Cardiac resynchronization therapy (and multisite pacing) in pediatrics and congenital heart disease: five years experience in a single institution.

INTRODUCTION

Clinical evidence supports the use of cardiac resynchronization therapy (CRT) in adults with heart failure, but experience in pediatrics and congenital heart disease (CHD) is limited in terms of patient numbers and follow-up. We sought to determine the functional assessment and clinical outcomes in pediatric and CHD CRT patients followed uniformly at one institution.

METHODS

Retrospective review of 60 consecutive patients who underwent CRT between 2002 and 2007.

RESULTS

At implantation, median age was 15.0 years (5 months to 47 years).

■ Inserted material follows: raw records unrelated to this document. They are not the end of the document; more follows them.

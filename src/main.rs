// Main entry point
use clap::Parser;
use std::net::SocketAddr;
use translate_gateway::infrastructure::config::{self, Config, Logging};
use translate_gateway::interfaces::cli::Cli;
use translate_gateway::interfaces::http;
use translate_gateway::AppState;

#[tokio::main]
async fn main() -> anyhow::Result<()> {
    let cli = Cli::parse();

    if cli.generate_config {
        config::generate_config_sample(cli.config.as_deref())?;
        return Ok(());
    }

    let mut config = config::load_config(cli.config.as_deref())?;
    if let Some(port) = cli.port {
        config.server.port = port;
    }

    // Initialize logging
    if config.logging.enable {
        init_logging(&config.logging)?;
    }

    // Setup graceful shutdown handler
    let (shutdown_tx, shutdown_rx) = tokio::sync::oneshot::channel::<()>();
    tokio::spawn(async move {
        if let Err(e) = tokio::signal::ctrl_c().await {
            tracing::error!("Failed to listen for shutdown signal: {}", e);
        } else {
            tracing::info!("Received interrupt, shutting down gracefully...");
            let _ = shutdown_tx.send(());
        }
    });

    let addr: SocketAddr = format!("{}:{}", config.server.host, config.server.port).parse()?;
    let listener = tokio::net::TcpListener::bind(addr).await?;

    let app = if cli.webhook {
        eprintln!("Webhook listening on {}", config.server.port);
        http::webhook_router()
    } else {
        log_provider_status(&config);
        let state = AppState::new(config)?;
        tracing::info!(
            default_provider = %state.registry.default_id(),
            providers = %state.registry.identifiers().join(", "),
            timeout_secs = state.config.request_timeout_secs,
            "Translation gateway listening on {}",
            addr
        );
        http::router(state)
    };

    axum::serve(listener, app)
        .with_graceful_shutdown(async {
            let _ = shutdown_rx.await;
        })
        .await?;

    Ok(())
}

/// Install the global subscriber: stderr by default, or an append-only file.
fn init_logging(logging: &Logging) -> anyhow::Result<()> {
    use tracing_subscriber::EnvFilter;

    // RUST_LOG 优先于配置文件中的级别
    let filter = EnvFilter::try_from_default_env()
        .unwrap_or_else(|_| EnvFilter::new(logging.filter_directive()));
    let builder = tracing_subscriber::fmt().with_env_filter(filter);

    match logging.path.as_deref().filter(|p| !p.trim().is_empty()) {
        Some(path) => {
            let file = std::fs::OpenOptions::new()
                .create(true)
                .append(true)
                .open(path)?;
            builder
                .with_writer(std::sync::Mutex::new(file))
                .with_ansi(false)
                .init();
        }
        None => builder.with_writer(std::io::stderr).init(),
    }

    Ok(())
}

/// Warn early about backends that will answer 500 until a key is set.
fn log_provider_status(config: &Config) {
    let configured = |key: &Option<String>| key.as_deref().is_some_and(|k| !k.trim().is_empty());

    if !configured(&config.xai.api_key) {
        tracing::warn!("xAI API key not configured (XAI_API_KEY)");
    }
    if !configured(&config.claude.api_key) {
        tracing::warn!("Anthropic API key not configured (ANTHROPIC_API_KEY)");
    }
}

Overall, 46 patients had CHD (77%) and 14 had dilated cardiomyopathy. Prior to CRT, 92% were on heart failure treatment drugs and 55% had pacemakers. Median follow-up time was 0.7 years (1 day-5.3 years). Median QRS width decreased from 149 to 120 ms (P < 0.001). Median ejection fraction (EF) increased from 36% to 42% (P < 0.001) and improvement was particularly evident in the group with CHD. Of note, 8 of 13 patients with single ventricle morphology had a "strong CRT response," defined as either an improvement of 2-3 ordinal points in NYHA classification and/or increased ventricular function by >or= 10 EF units. Overall, an improvement in functional status was observed in 39 of 45 patients (87%) with sufficient follow-up data.

CONCLUSIONS

Children and CHD patients treated with CRT have acute improvement in ventricular function, but implantation may require individualized planning and unconventional approaches. Future important goals include preimplant determination of CRT responders in pediatric and CHD patients, optimizing lead placement and programing, as well as long-term CRT device management issues.